Switching cost is the correct calibration variable because it determines the real-world consequence of a wrong choice. A high-switching-cost tool chosen poorly produces years of friction (data migration, muscle-memory retraining, workflow restructuring). A low-switching-cost tool chosen poorly produces minutes of inconvenience (install a different one). The deliberation investment should match the consequence: extensive evaluation for high switching costs, minimal evaluation for low switching costs.

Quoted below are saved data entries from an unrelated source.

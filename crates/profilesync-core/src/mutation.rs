//! Optimistic profile updates.
//!
//! An edit is applied to the cached profile view before the server answers,
//! then either replaced by the server's authoritative profile or rolled back
//! to the snapshot taken when the edit started. Each attempt is tracked by a
//! `MutationTicket`. Only one ticket can be in flight at a time; a second
//! attempt is rejected rather than interleaved.

use std::sync::atomic::{AtomicBool, Ordering};
use std::sync::Arc;

use tracing::{debug, error, warn};

use crate::api::{ApiClient, ApiError};
use crate::auth::SessionStore;
use crate::cache::ProfileCache;
use crate::error::{Error, Result};
use crate::models::{Profile, ProfilePatch};
use crate::notify::Notifier;
use crate::utils::validate::validate_profile_patch;

const NOTHING_TO_UPDATE_MESSAGE: &str = "Please make at least one change to update your profile.";
const UPDATED_MESSAGE: &str = "Profile updated successfully!";

#[derive(Debug, Clone, Copy, PartialEq, Eq)]
pub enum TicketState {
    InFlight,
    Committed,
    RolledBack,
}

/// Bookkeeping for one speculative edit
#[derive(Debug)]
pub struct MutationTicket {
    /// Cached view before the edit was applied; dropped once settled
    previous: Option<Profile>,
    pending: ProfilePatch,
    state: TicketState,
}

impl MutationTicket {
    fn open(previous: Profile, pending: ProfilePatch) -> Self {
        Self {
            previous: Some(previous),
            pending,
            state: TicketState::InFlight,
        }
    }

    pub fn state(&self) -> TicketState {
        self.state
    }

    pub fn pending(&self) -> &ProfilePatch {
        &self.pending
    }

    pub fn previous(&self) -> Option<&Profile> {
        self.previous.as_ref()
    }

    fn commit(&mut self) {
        debug_assert_eq!(self.state, TicketState::InFlight);
        self.state = TicketState::Committed;
        self.previous = None;
    }

    /// Hands back the snapshot to restore
    fn roll_back(&mut self) -> Option<Profile> {
        debug_assert_eq!(self.state, TicketState::InFlight);
        self.state = TicketState::RolledBack;
        self.previous.take()
    }
}

#[derive(Debug, Clone, PartialEq)]
pub enum UpdateOutcome {
    /// Every submitted field was blank or already current; nothing was sent
    NothingToUpdate,
    /// The server accepted the edit; this is its version of the profile
    Committed(Profile),
}

/// Holds the single in-flight slot. The ticket is opened only after the slot
/// is held, so its snapshot can never predate another settled ticket. If the
/// owning future is dropped before the ticket settles, the speculative edit
/// is rolled back here.
struct InFlight<'a> {
    flag: &'a AtomicBool,
    cache: &'a ProfileCache,
    ticket: Option<MutationTicket>,
}

impl<'a> InFlight<'a> {
    fn acquire(flag: &'a AtomicBool, cache: &'a ProfileCache) -> Option<Self> {
        flag.compare_exchange(false, true, Ordering::AcqRel, Ordering::Acquire)
            .ok()?;
        Some(Self {
            flag,
            cache,
            ticket: None,
        })
    }

    fn open(&mut self, previous: Profile, pending: ProfilePatch) -> &mut MutationTicket {
        self.ticket.insert(MutationTicket::open(previous, pending))
    }
}

impl Drop for InFlight<'_> {
    fn drop(&mut self) {
        if let Some(ticket) = self
            .ticket
            .as_mut()
            .filter(|t| t.state() == TicketState::InFlight)
        {
            debug!("Profile update abandoned before settling, rolling back");
            if let Some(previous) = ticket.roll_back() {
                self.cache.replace_data(previous);
            }
            self.cache.invalidate();
        }
        self.flag.store(false, Ordering::Release);
    }
}

/// Coordinates optimistic edits of the signed-in user's profile
pub struct ProfileUpdater {
    sessions: Arc<SessionStore>,
    api: ApiClient,
    cache: Arc<ProfileCache>,
    notifier: Arc<dyn Notifier>,
    in_flight: AtomicBool,
}

impl ProfileUpdater {
    pub fn new(
        sessions: Arc<SessionStore>,
        api: ApiClient,
        cache: Arc<ProfileCache>,
        notifier: Arc<dyn Notifier>,
    ) -> Self {
        Self {
            sessions,
            api,
            cache,
            notifier,
            in_flight: AtomicBool::new(false),
        }
    }

    pub fn is_in_flight(&self) -> bool {
        self.in_flight.load(Ordering::Acquire)
    }

    /// Apply `patch` optimistically and reconcile with the server.
    ///
    /// Blank and unchanged fields are ignored; if nothing is left the call
    /// returns `NothingToUpdate` without contacting the server. On failure
    /// the cached profile is restored and the error returned. Either way
    /// the cached read is invalidated so the next read re-fetches.
    pub async fn submit(&self, patch: ProfilePatch) -> Result<UpdateOutcome> {
        validate_profile_patch(&patch)?;

        let Some(session) = self.sessions.session() else {
            error!("Profile update attempted without an authenticated session");
            return Err(Error::IllegalStateAccess("profile update"));
        };

        let Some(mut slot) = InFlight::acquire(&self.in_flight, &self.cache) else {
            warn!("Rejecting profile update while another is in flight");
            return Err(Error::MutationInFlight);
        };

        let current = self.cache.peek().unwrap_or_else(|| session.profile.clone());
        let pending = patch.changes_from(&current);
        if pending.is_empty() {
            self.notifier.warning(NOTHING_TO_UPDATE_MESSAGE);
            return Ok(UpdateOutcome::NothingToUpdate);
        }

        let ticket = slot.open(current.clone(), pending);
        debug!(fields = ticket.pending().len(), "Applying profile update optimistically");
        self.cache
            .replace_data(current.merged(&ticket.pending().to_profile()));

        let result = self
            .api
            .update_profile(&session.token, ticket.pending())
            .await;

        let outcome = match result {
            Ok(profile) => {
                self.cache.set(profile.clone());
                if !self.sessions.is_authenticated() {
                    debug!("Session ended while the update was in flight");
                } else if let Err(e) = self.sessions.update_profile(&profile) {
                    warn!(error = %e, "Confirmed profile could not be applied to the session");
                }
                ticket.commit();
                self.notifier.success(UPDATED_MESSAGE);
                Ok(UpdateOutcome::Committed(profile))
            }
            Err(e) => {
                if let Some(previous) = ticket.roll_back() {
                    self.cache.replace_data(previous);
                }
                // Eviction already told the user what happened
                if e != ApiError::Unauthorized {
                    self.notifier.error(&e.to_string());
                }
                Err(e.into())
            }
        };

        self.cache.invalidate();
        outcome
    }
}
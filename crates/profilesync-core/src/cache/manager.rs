use chrono::{DateTime, Utc};
use serde::{Deserialize, Serialize};
use tokio::sync::watch;
use tracing::debug;

use crate::api::{ApiClient, ApiError};
use crate::models::Profile;

/// Consider a fetched profile stale after 5 minutes.
const CACHE_STALE_MINUTES: i64 = 5;

#[derive(Debug, Clone, PartialEq, Serialize, Deserialize)]
pub struct CachedData<T> {
    pub data: T,
    pub cached_at: DateTime<Utc>,
    /// Set when the next read must go back to the server
    #[serde(default)]
    pub invalidated: bool,
}

impl<T> CachedData<T> {
    pub fn new(data: T) -> Self {
        Self {
            data,
            cached_at: Utc::now(),
            invalidated: false,
        }
    }

    pub fn age_minutes(&self) -> i64 {
        let now = Utc::now();
        (now - self.cached_at).num_minutes()
    }

    pub fn age_display(&self) -> String {
        let minutes = self.age_minutes();
        if minutes < 1 {
            // Covers clock skew too
            "just now".to_string()
        } else if minutes < 60 {
            format!("{}m ago", minutes)
        } else if minutes < 1440 {
            format!("{}h ago", minutes / 60)
        } else {
            format!("{}d ago", minutes / 1440)
        }
    }

    pub fn is_stale(&self) -> bool {
        self.invalidated || self.age_minutes() >= CACHE_STALE_MINUTES
    }
}

/// The locally cached profile view.
///
/// This is what screens read. The optimistic updater writes speculative and
/// rolled-back values straight into it; `get_or_fetch` goes back to the
/// server once the entry is stale or invalidated. Changes are published on
/// a watch channel.
pub struct ProfileCache {
    entry: watch::Sender<Option<CachedData<Profile>>>,
}

impl ProfileCache {
    pub fn new() -> Self {
        let (entry, _) = watch::channel(None);
        Self { entry }
    }

    /// Current cached profile, fresh or not
    pub fn peek(&self) -> Option<Profile> {
        self.entry.borrow().as_ref().map(|e| e.data.clone())
    }

    pub fn entry(&self) -> Option<CachedData<Profile>> {
        self.entry.borrow().clone()
    }

    pub fn is_stale(&self) -> bool {
        self.entry.borrow().as_ref().map_or(true, CachedData::is_stale)
    }

    /// Replace the cached profile with a fresh value
    pub fn set(&self, profile: Profile) {
        self.entry.send_replace(Some(CachedData::new(profile)));
    }

    /// Overwrite the visible profile without touching its freshness
    pub fn replace_data(&self, profile: Profile) {
        self.entry.send_modify(|entry| match entry {
            Some(cached) => cached.data = profile,
            None => *entry = Some(CachedData::new(profile)),
        });
    }

    /// Mark the entry so the next `get_or_fetch` re-fetches
    pub fn invalidate(&self) {
        self.entry.send_if_modified(|entry| match entry {
            Some(cached) if !cached.invalidated => {
                cached.invalidated = true;
                true
            }
            _ => false,
        });
    }

    pub fn clear(&self) {
        self.entry.send_replace(None);
    }

    pub fn subscribe(&self) -> watch::Receiver<Option<CachedData<Profile>>> {
        self.entry.subscribe()
    }

    /// Cached profile if fresh, otherwise `GET /users/me`
    pub async fn get_or_fetch(&self, api: &ApiClient) -> Result<Profile, ApiError> {
        let fresh = self.entry.borrow().as_ref().filter(|e| !e.is_stale()).cloned();
        if let Some(cached) = fresh {
            debug!(age = %cached.age_display(), "Serving cached profile");
            return Ok(cached.data);
        }

        debug!("Profile cache stale, fetching");
        let profile = api.fetch_profile().await?;
        self.set(profile.clone());
        Ok(profile)
    }
}

impl Default for ProfileCache {
    fn default() -> Self {
        Self::new()
    }
}

// ============================================================================
// Tests
// ============================================================================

This is Jeff Bezos's "one-way door vs. two-way door" distinction applied to tool selection: one-way doors (high switching cost) deserve careful deliberation. Two-way doors (low switching cost) deserve quick choices with the option to reverse. Most tool choices are two-way doors that get treated as one-way doors because of anxiety about "choosing wrong."
When This Fires
- When deciding how much time to spend evaluating a new tool
- When tool evaluation is consuming time disproportionate to the tool's importance
- When Pick a tool with 5 minimum requirements, select the first that meets them, commit for 90 days — satisfice, don't maximize's satisficing approach needs calibration for when to apply it more or less strictly
- Complements Pick a tool with 5 minimum requirements, select the first that meets them, commit for 90 days — satisfice, don't maximize (5-requirement satisficing) with the meta-rule about how much evaluation effort any tool deserves
Common Failure Mode
Anxiety-driven evaluation: spending 20 hours researching task management apps (low switching cost: you can migrate your task list in an afternoon) while spending 30 minutes choosing a cloud storage provider (high switching cost: 10 years of files, automated backups, sharing links). The anxiety about "choosing the wrong task app" drives excessive evaluation; the boring cloud storage choice gets insufficient deliberation.
The Protocol
(1) Before evaluating any tool, estimate its switching cost: "If I choose wrong, how hard is it to switch?" Low (minutes to hours: PDF readers, browser extensions, simple utilities) → spend 15 minutes, pick the first adequate option (Pick a tool with 5 minimum requirements, select the first that meets them, commit for 90 days — satisfice, don't maximize). Medium (days: email clients, calendar apps, task managers) → spend 1-2 hours, compare 3 options against requirements. High (weeks to months: note-taking systems, CRM, development frameworks) → spend 4-8 hours, compare thoroughly, test with real data, commit for 90 days (Pick a tool with 5 minimum requirements, select the first that meets them, commit for 90 days — satisfice, don't maximize). (2) The switching cost estimate should consider: data portability, muscle memory investment, workflow dependencies, and integration complexity. (3) For high-switching-cost tools: check data export capabilities before committing. A tool with excellent features but no export is a trap. (4) For low-switching-cost tools: just pick one and start using it. If it doesn't work, switch tomorrow. The deliberation time you save goes to actual productive work.